The marking statute, Section 304(a), Tariff Act of 1930, as amended (19 U.S.C. § 1304(a)), provides that unless excepted, every article of foreign origin imported into the United States shall be marked in a conspicuous place as legibly, indelibly, and permanently as the nature of the article (or container) will permit in such manner as to indicate to an ultimate purchaser in the United States the English name of the country of origin of the article.  Congressional intent in enacting 19 U.S.C. § 1304 was “that the ultimate purchaser should be able to know by an inspection of the marking on imported goods the country of which the goods is the product.  The evident purpose is to mark the goods so that at the time of purchase the ultimate purchaser may, by knowing where the goods were produced, be able to buy or refuse to buy them, if such marking should influence his will.” (See United States v. Friedlaender & Co., 27 C.C.P.A. 297, 302 (1940)).

Pursuant to section 102.0, interim regulations, related to the marking rules, tariff-rate quotas, and other USMCA provisions, published in the Federal Register on July 6, 2021 (86 FR 35566), the rules set forth in §§ 102.1 through 102.18 and 102.20 determine the country of origin for marking purposes with respect to goods imported from Canada and Mexico.

Section 102.11 provides a required hierarchy for determining the country of origin of a good for marking purposes, with the exception of textile goods which are subject to the provisions of 19 C.F.R. § 102.21.  Applied in sequential order, the required hierarchy establishes that:

The country of origin of a good is the country in which:

(a)(1) The good is wholly obtained or produced; (a)(2) The good is produced exclusively from domestic materials; or (a)(3) Each foreign material incorporated in that good undergoes an applicable change in           tariff classification set out in section 102.20 and satisfies any other applicable           requirements of that section, and all other requirements of these rules are satisfied.

As the subject merchandise is not wholly obtained or produced in a single country, Rule (1) of § 102.11(a)(1) is inapplicable.

As the subject merchandise is not produced exclusively from domestic materials, Rule (2) of § 102.11(a)(2) is inapplicable.  Accordingly, Rule (3) applies.

Section 102.20 sets forth specific rules by tariff classification.  The pertinent tariff shift rule for subheading 9401.99, states:

            A change to subheading 9401.91 through 9401.99 from any other heading, except from    subheading 9403.91 through 9403.99.

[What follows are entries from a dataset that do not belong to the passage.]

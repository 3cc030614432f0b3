//! Collaborators shared by the orchestrator and the deep-link entry point.

use std::sync::Arc;

use autoprov_notice::Notifier;
use autoprov_store::KeyValueStore;

use crate::fetcher::{ConfigFetcher, ConfigImporter};
use crate::http::HttpGet;
use crate::resolver::EndpointResolver;

/// External effects the provisioning flow depends on.
#[derive(Clone)]
pub struct ProvisioningContext {
    pub http: Arc<dyn HttpGet>,
    pub importer: Arc<dyn ConfigImporter>,
    pub store: Arc<dyn KeyValueStore>,
    pub notifier: Arc<dyn Notifier>,
}

impl ProvisioningContext {
    pub fn new(
        http: Arc<dyn HttpGet>,
        importer: Arc<dyn ConfigImporter>,
        store: Arc<dyn KeyValueStore>,
        notifier: Arc<dyn Notifier>,
    ) -> Self {
        Self {
            http,
            importer,
            store,
            notifier,
        }
    }

    pub(crate) fn resolver(&self) -> EndpointResolver {
        EndpointResolver::new(self.http.clone())
    }

    pub(crate) fn fetcher(&self) -> ConfigFetcher {
        ConfigFetcher::new(self.http.clone(), self.importer.clone())
    }
}
//! Activation deep links.
//!
//! `<scheme>://import?url=<provisioning URL>` provisions straight from the
//! given URL with the patient timeout, skipping the candidate search. This
//! path does not take the orchestrator's single-flight slot; if both run at
//! once, the later write of the last working URL wins.

use std::sync::Arc;
use std::time::Duration;

use tracing::{debug, info, warn};
use url::Url;

use autoprov_notice::Notifier;
use autoprov_store::{DeviceIdentity, KeyValueStore, LastEndpointStore};

use crate::config::ProvisioningConfig;
use crate::context::ProvisioningContext;
use crate::fetcher::ConfigFetcher;
use crate::waiting::WaitingIndicator;
use crate::{ProvisionError, SUCCESS_MESSAGE};

/// Action name carried by activation links.
const IMPORT_ACTION: &str = "import";

/// Query parameter holding the provisioning URL.
const URL_PARAM: &str = "url";

/// What handling a deep link did.
#[derive(Debug, Clone, PartialEq, Eq)]
pub enum DeepLinkOutcome {
    /// Not an activation link for this application.
    Ignored,
    /// The configuration was fetched and imported.
    Imported { provision_url: String },
    /// The endpoint answered with a non-200 status; nothing was imported.
    Rejected { provision_url: String },
}

/// Extracts the provisioning URL from an activation link.
///
/// Returns `Ok(None)` when `link` uses a different scheme, and
/// [`ProvisionError::InvalidDeepLink`] when it uses ours but carries no
/// `url` parameter. An action other than `import` is only logged.
pub fn parse_activation_url(link: &str, scheme: &str) -> Result<Option<String>, ProvisionError> {
    let url = Url::parse(link).map_err(|e| ProvisionError::InvalidDeepLink(format!("{link}: {e}")))?;
    if !url.scheme().eq_ignore_ascii_case(scheme) {
        return Ok(None);
    }

    // `scheme://import?..` carries the action as host, `scheme:import?..` as path.
    let action = match url.host_str() {
        Some(host) if !host.is_empty() => host.to_string(),
        _ => url
            .path()
            .trim_start_matches('/')
            .split('/')
            .next()
            .unwrap_or_default()
            .to_string(),
    };
    if !action.eq_ignore_ascii_case(IMPORT_ACTION) {
        warn!(link = %link, action = %action, "unexpected activation link action, importing anyway");
    }

    url.query_pairs()
        .find(|(key, _)| key == URL_PARAM)
        .map(|(_, value)| value.into_owned())
        .filter(|value| !value.is_empty())
        .map(Some)
        .ok_or_else(|| ProvisionError::InvalidDeepLink(format!("missing '{URL_PARAM}' parameter")))
}

/// Handles activation deep links.
pub struct DeepLinkHandler {
    scheme: String,
    timeout: Duration,
    fetcher: ConfigFetcher,
    store: Arc<dyn KeyValueStore>,
    notifier: Arc<dyn Notifier>,
}

impl DeepLinkHandler {
    pub fn new(config: &ProvisioningConfig, ctx: ProvisioningContext) -> Self {
        Self {
            scheme: config.deep_link_scheme.clone(),
            timeout: config.patient_timeout(),
            fetcher: ctx.fetcher(),
            store: ctx.store,
            notifier: ctx.notifier,
        }
    }

    /// Provisions from the URL carried by `activation_url`.
    pub async fn handle(&self, activation_url: &str) -> Result<DeepLinkOutcome, ProvisionError> {
        let provision_url = match parse_activation_url(activation_url, &self.scheme) {
            Ok(Some(url)) => url,
            Ok(None) => {
                debug!(link = %activation_url, "not an activation link");
                return Ok(DeepLinkOutcome::Ignored);
            }
            Err(e) => {
                warn!(link = %activation_url, error = %e, "ignoring malformed activation link");
                return Err(e);
            }
        };
        info!(url = %provision_url, "activation link detected, provisioning");

        let device_id = DeviceIdentity::new(&*self.store).get_or_create()?;
        let _waiting = WaitingIndicator::show(&*self.notifier);

        if !self
            .fetcher
            .fetch_and_import(&provision_url, &device_id, self.timeout)
            .await?
        {
            return Ok(DeepLinkOutcome::Rejected { provision_url });
        }

        if let Err(e) = LastEndpointStore::new(&*self.store).save(&provision_url) {
            warn!(url = %provision_url, error = %e, "failed to save last working url");
        }
        self.notifier.notify(SUCCESS_MESSAGE);
        Ok(DeepLinkOutcome::Imported { provision_url })
    }
}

The Chinese origin components are classified in a heading other than heading 9401, HTSUS, therefore, the tariff shift requirement of section 102.11(a)(3) is met.  The country of origin of the “Lock3000 Mechanism” for origin and marking purposes is Mexico.

Section 301 Trade Remedy:

The substantial transformation analysis is applicable when determining the country of origin for purposes of applying Section 301 trade remedies.  (See HQ H301494 (Oct. 29, 2019); HQ H301619 (Nov. 6, 2018); and Belcrest Linens v. Unites States, 741 F.2d 1368, 1370-71 (Fed. Cir. 1984)).  The test for determining whether a substantial transformation will occur is whether an article emerges from a process with a new name, character or use, different from that possessed by the article prior to processing.  (See United States v. Gibson-Thomsen Co., Inc., 27 C.C.P.A. 267 (1940)).  This determination is based on the totality of the evidence.  (See National Hand Tool Corp. v. United States 16 Ct. Int’l Trade 308, 312 (1992), aff’d, 989 F.2d 1201 (Fed. Cir. 1993)).  

In the instant case, the foreign Chinese components lose their identity in Mexico and undergo a substantial transformation, thereby, taking on a new name, character, and identity.  The joining, pressing, assembly, cutting, riveting, and greasing of individual components into more substantial subcomponents that are then integrated into a larger more complex subassembly is distinguishable from the individual components sourced from China.  Only through the integration of the material components into a more substantial subassembly is the functional end product created.  In view of these facts, the Lock3000 mechanism is not subject to the additional duties under Section 301 of the Trade Act of 1974, as amended, upon importation into the United States.

Duty rates are provided for your convenience and are subject to change. The text of the most recent HTSUS and the accompanying duty rates are provided at https://hts.usitc.gov/current.

This ruling is being issued under the provisions of Part 177 of the Customs and Border Protection Regulations (19 C.F.R. 177).

The holding set forth above applies only to the specific factual situation and merchandise description as identified in the ruling request. This position is clearly set forth in Title 19, Code of Federal Regulations (CFR), Section 177.9(b)(1). This section states that a ruling letter is issued on the assumption that all of the information furnished in the ruling letter, whether directly, by reference, or by implication, is accurate and complete in every material respect. In the event that the facts are modified in any way, or if the goods do not conform to these facts at time of importation, you should bring this to the attention of U.S. Customs and Border Protection (CBP) and submit a request for a new ruling in accordance with 19 CFR 177.2. Additionally, we note that the material facts described in the foregoing ruling may be subject to periodic verification by CBP.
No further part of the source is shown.